* PROMPT
Whenever the word "SiteConfig" shows up in a line of the data, copy that line.

*** Opening DATA SHOWN ***

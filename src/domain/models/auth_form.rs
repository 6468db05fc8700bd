//! Login and signup form state.
//!
//! Nothing here authenticates anyone: submitting logs what was typed and
//! hands back the route the page should move to.

use crate::shared::logging;
use std::fmt;

/// Where a form sends the user after submission.
#[derive(Debug, Clone, Copy, PartialEq, Eq)]
pub enum AuthRedirect {
    Dashboard,
    Login,
}

#[derive(Debug, Clone, Copy, PartialEq, Eq)]
pub enum SocialProvider {
    Google,
    Apple,
}

impl SocialProvider {
    pub fn display_name(&self) -> &'static str {
        match self {
            SocialProvider::Google => "Google",
            SocialProvider::Apple => "Apple",
        }
    }

    /// Social buttons skip straight to the dashboard from either form.
    pub fn sign_in(&self, form: &'static str) -> AuthRedirect {
        logging::log_social_auth(form, self.display_name());
        AuthRedirect::Dashboard
    }
}

impl fmt::Display for SocialProvider {
    fn fmt(&self, f: &mut fmt::Formatter<'_>) -> fmt::Result {
        f.write_str(self.display_name())
    }
}

/// Input `type` attribute for a password field
pub fn password_input_type(show_password: bool) -> &'static str {
    if show_password { "text" } else { "password" }
}

#[derive(Debug, Clone, Default, PartialEq)]
pub struct LoginForm {
    pub email: String,
    pub password: String,
    pub remember_me: bool,
    pub show_password: bool,
}

impl LoginForm {
    pub fn toggle_password_visibility(&mut self) {
        self.show_password = !self.show_password;
    }

    pub fn password_input_type(&self) -> &'static str {
        password_input_type(self.show_password)
    }

    /// Accepts whatever was entered, there is no rejection path.
    pub fn submit(&self) -> AuthRedirect {
        logging::log_login_submitted(&self.email, self.password.len(), self.remember_me);
        AuthRedirect::Dashboard
    }
}

#[derive(Debug, Clone, Default, PartialEq)]
pub struct SignupForm {
    pub username: String,
    pub email: String,
    pub password: String,
    pub agreed: bool,
    pub show_password: bool,
}

impl SignupForm {
    pub fn toggle_password_visibility(&mut self) {
        self.show_password = !self.show_password;
    }

    pub fn password_input_type(&self) -> &'static str {
        password_input_type(self.show_password)
    }

    pub fn submit(&self) -> AuthRedirect {
        logging::log_signup_submitted(
            &self.username,
            &self.email,
            self.password.len(),
            self.agreed,
        );
        AuthRedirect::Login
    }
}

#[cfg(test)]
mod tests {
    use super::*;

    #[test]
    fn test_login_submit_goes_to_dashboard() {
        let form = LoginForm {
            email: "a@b.com".to_string(),
            password: "secret".to_string(),
            ..Default::default()
        };
        assert_eq!(form.submit(), AuthRedirect::Dashboard);
    }

    #[test]
    fn test_login_submit_with_empty_fields_still_redirects() {
        assert_eq!(LoginForm::default().submit(), AuthRedirect::Dashboard);
    }

    #[test]
    fn test_signup_submit_goes_to_login() {
        let form = SignupForm {
            username: "ads-owner".to_string(),
            email: "not-an-email".to_string(),
            password: String::new(),
            agreed: false,
            show_password: false,
        };
        assert_eq!(form.submit(), AuthRedirect::Login);
    }

    #[test]
    fn test_password_visibility_toggle() {
        let mut form = LoginForm::default();
        assert_eq!(form.password_input_type(), "password");
        form.toggle_password_visibility();
        assert_eq!(form.password_input_type(), "text");
        form.toggle_password_visibility();
        assert_eq!(form.password_input_type(), "password");
    }

    #[test]
    fn test_social_sign_in_goes_to_dashboard() {
        assert_eq!(SocialProvider::Google.sign_in("login"), AuthRedirect::Dashboard);
        assert_eq!(SocialProvider::Apple.sign_in("signup"), AuthRedirect::Dashboard);
    }
}
use super::ViewHeader;
use crate::domain::mock::CAMPAIGNS;

use dioxus::prelude::*;

#[component]
pub fn CampaignPage() -> Element {
    rsx! {
        section { class: "c-view", "data-page": "campaign",
            ViewHeader {
                title: "Campaign",
                subtitle: "Budgets and results per campaign",
            }

            table { class: "c-table",
                thead {
                    tr {
                        th { "Campaign" }
                        th { "Platform" }
                        th { "Status" }
                        th { "Daily budget" }
                        th { "CTR" }
                        th { "ROAS" }
                    }
                }
                tbody {
                    for campaign in CAMPAIGNS.iter() {
                        tr { key: "{campaign.name}",
                            td { "{campaign.name}" }
                            td { "{campaign.platform}" }
                            td {
                                span { class: campaign.status.class(), {campaign.status.label()} }
                            }
                            td { "{campaign.daily_budget}" }
                            td { "{campaign.ctr}" }
                            td { "{campaign.roas}" }
                        }
                    }
                }
            }
        }
    }
}
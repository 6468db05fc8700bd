pub mod errors;
pub mod logging;

// Dioxus hooks (client and server)
pub mod hooks;
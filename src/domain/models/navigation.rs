use super::page::PageId;

/// Active dashboard page. Owned by the dashboard layout; the sidebar only
/// ever writes it through [`NavigationState::set`].
#[derive(Debug, Clone, Copy, Default, PartialEq, Eq)]
pub struct NavigationState {
    current_page: PageId,
}

impl NavigationState {
    pub fn new() -> Self {
        Self::default()
    }

    pub fn current(&self) -> PageId {
        self.current_page
    }

    /// Accepts a [`PageId`] or any string-like identifier, coercing unknown
    /// values to the dashboard. Returns the page that was stored.
    pub fn set(&mut self, page: impl AsRef<str>) -> PageId {
        let page = PageId::from_slug(page.as_ref());
        self.current_page = page;
        page
    }

    pub fn is_active(&self, page: PageId) -> bool {
        self.current_page == page
    }
}

#[cfg(test)]
mod tests {
    use super::*;

    #[test]
    fn test_starts_on_dashboard() {
        let state = NavigationState::new();
        assert_eq!(state.current(), PageId::Dashboard);
        assert!(state.is_active(PageId::Dashboard));
    }

    #[test]
    fn test_set_changes_current_page() {
        let mut state = NavigationState::new();
        assert_eq!(state.set(PageId::Campaign), PageId::Campaign);
        assert_eq!(state.current(), PageId::Campaign);
        assert!(!state.is_active(PageId::Dashboard));
    }

    #[test]
    fn test_set_accepts_strings() {
        let mut state = NavigationState::new();
        assert_eq!(state.set("ai"), PageId::Ai);
        assert_eq!(state.set(String::from("profile")), PageId::Profile);
        assert_eq!(state.current(), PageId::Profile);
    }

    #[test]
    fn test_set_unknown_lands_on_dashboard() {
        let mut state = NavigationState::new();
        state.set(PageId::Report);
        assert_eq!(state.set("nope"), PageId::Dashboard);
        assert_eq!(state.current(), PageId::Dashboard);
    }

    #[test]
    fn test_only_the_selected_page_is_active() {
        for target in PageId::ALL {
            let mut state = NavigationState::new();
            state.set(target);

            let active: Vec<PageId> = PageId::ALL
                .into_iter()
                .filter(|page| state.is_active(*page))
                .collect();
            assert_eq!(active, vec![target]);
        }
    }
}
// Public API exports (shared between client and server)
pub mod config;
pub mod domain;
pub mod shared;

// App is always available in fullstack mode
pub mod app;
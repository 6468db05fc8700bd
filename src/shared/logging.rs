//! Structured logging for Advise AI Web
//!
//! Every UI event worth tracing goes through one of these helpers so the
//! `operation` field stays consistent across pages.

/// Operation tags attached to every log line
#[derive(Debug, Clone, Copy)]
pub enum LogOperation {
    PageChange,
    Sidebar,
    LoginSubmit,
    SignupSubmit,
    SocialAuth,
    RouteNavigation,
    Theme,
    SiteConfig,
}

impl LogOperation {
    pub fn as_str(&self) -> &'static str {
        match self {
            LogOperation::PageChange => "page_change",
            LogOperation::Sidebar => "sidebar",
            LogOperation::LoginSubmit => "login_submit",
            LogOperation::SignupSubmit => "signup_submit",
            LogOperation::SocialAuth => "social_auth",
            LogOperation::RouteNavigation => "route_navigation",
            LogOperation::Theme => "theme",
            LogOperation::SiteConfig => "site_config",
        }
    }
}

/// Log a dashboard sub-page switch
pub fn log_page_change(from: &str, to: &str) {
    tracing::debug!(
        operation = LogOperation::PageChange.as_str(),
        from = from,
        to = to,
        "Dashboard page changed"
    );
}

/// Log sidebar collapse/expand
pub fn log_sidebar_transition(mode: &str) {
    tracing::trace!(
        operation = LogOperation::Sidebar.as_str(),
        mode = mode,
        "Sidebar transition"
    );
}

/// Log login form submission. The password itself is never logged.
pub fn log_login_submitted(email: &str, password_len: usize, remember_me: bool) {
    tracing::info!(
        operation = LogOperation::LoginSubmit.as_str(),
        email = email,
        password_len = password_len,
        remember_me = remember_me,
        "Login submitted"
    );
}

/// Log signup form submission. The password itself is never logged.
pub fn log_signup_submitted(username: &str, email: &str, password_len: usize, agreed: bool) {
    tracing::info!(
        operation = LogOperation::SignupSubmit.as_str(),
        username = username,
        email = email,
        password_len = password_len,
        agreed = agreed,
        "Sign up submitted"
    );
}

/// Log a Google/Apple button click
pub fn log_social_auth(form: &str, provider: &str) {
    tracing::info!(
        operation = LogOperation::SocialAuth.as_str(),
        form = form,
        provider = provider,
        "Social sign-in clicked"
    );
}

/// Log a client-side route change triggered from code
pub fn log_route_navigation(target: &str) {
    tracing::debug!(
        operation = LogOperation::RouteNavigation.as_str(),
        target = target,
        "Navigating"
    );
}

/// Log theme flag flip
pub fn log_theme_change(theme: &str) {
    tracing::debug!(
        operation = LogOperation::Theme.as_str(),
        theme = theme,
        "Theme changed"
    );
}

/// Log that embedded site content could not be used
pub fn log_site_config_fallback(error: &str) {
    tracing::warn!(
        operation = LogOperation::SiteConfig.as_str(),
        error = error,
        "Embedded site content rejected, using built-in fallback"
    );
}

#[cfg(test)]
mod tests {
    use super::*;

    #[test]
    fn test_log_operation_as_str() {
        assert_eq!(LogOperation::PageChange.as_str(), "page_change");
        assert_eq!(LogOperation::Sidebar.as_str(), "sidebar");
        assert_eq!(LogOperation::LoginSubmit.as_str(), "login_submit");
        assert_eq!(LogOperation::SignupSubmit.as_str(), "signup_submit");
        assert_eq!(LogOperation::SocialAuth.as_str(), "social_auth");
        assert_eq!(LogOperation::RouteNavigation.as_str(), "route_navigation");
        assert_eq!(LogOperation::Theme.as_str(), "theme");
        assert_eq!(LogOperation::SiteConfig.as_str(), "site_config");
    }
}
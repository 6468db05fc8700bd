use crate::domain::models::Icon;
use dioxus::prelude::*;

/// Renders a symbolic [`Icon`] as its glyph
#[component]
pub fn IconGlyph(icon: Icon, #[props(default = "c-icon")] class: &'static str) -> Element {
    let glyph = icon.glyph();

    rsx! {
        span { class: class, aria_hidden: "true", "{glyph}" }
    }
}
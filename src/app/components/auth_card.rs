use crate::app::components::{IconGlyph, LOGO, provider_logo};
use crate::app::pages::routes::{Route, go_to};
use crate::config::site;
use crate::domain::models::{Icon, SocialProvider, password_input_type};
use dioxus::prelude::*;

/// Centered card shared by the sign-in and sign-up pages
#[component]
pub fn AuthCard(title: &'static str, subtitle: &'static str, children: Element) -> Element {
    let site = site();

    rsx! {
        div { class: "c-auth",
            div { class: "c-auth__card",
                div { class: "c-auth__logo",
                    img {
                        src: LOGO,
                        alt: "{site.brand} Logo",
                        width: "64",
                        height: "64",
                    }
                }
                h1 { class: "c-auth__title", "{title}" }
                p { class: "c-auth__subtitle", "{subtitle}" }
                {children}
            }
        }
    }
}

/// Password input with a show/hide button
#[component]
pub fn PasswordField(
    value: String,
    visible: bool,
    on_input: EventHandler<String>,
    on_toggle: EventHandler<()>,
) -> Element {
    let input_type = password_input_type(visible);
    let icon = if visible { Icon::EyeOff } else { Icon::Eye };
    let reveal_title = if visible { "Hide password" } else { "Show password" };

    rsx! {
        div { class: "c-field",
            label { class: "c-field__label", "Password" }
            div { class: "c-field__password",
                input {
                    r#type: input_type,
                    class: "c-input c-input--pill",
                    placeholder: "••••••••",
                    value: value,
                    oninput: move |evt| on_input.call(evt.value()),
                }
                button {
                    r#type: "button",
                    class: "c-field__reveal",
                    title: reveal_title,
                    onclick: move |_| on_toggle.call(()),
                    IconGlyph { icon }
                }
            }
        }
    }
}

/// "Or" divider followed by the Google and Apple buttons
#[component]
pub fn SocialButtons(form: &'static str) -> Element {
    let navigator = navigator();

    rsx! {
        div { class: "c-auth__divider",
            span { "Or" }
        }
        div { class: "c-auth__social",
            for provider in [SocialProvider::Google, SocialProvider::Apple] {
                button {
                    key: "{provider}",
                    r#type: "button",
                    class: "c-auth__social-button",
                    onclick: move |_| {
                        let redirect = provider.sign_in(form);
                        go_to(navigator, Route::from(redirect));
                    },
                    img {
                        src: provider_logo(provider),
                        alt: provider.display_name(),
                        width: "20",
                        height: "20",
                    }
                    span { {provider.display_name()} }
                }
            }
        }
    }
}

*** Closing DATA SHOWN ***

* OUTPUT OF THE EXERCISE
    SiteConfig,
            LogOperation::SiteConfig => "site_config",
        operation = LogOperation::SiteConfig.as_str(),
        assert_eq!(LogOperation::SiteConfig.as_str(), "site_config");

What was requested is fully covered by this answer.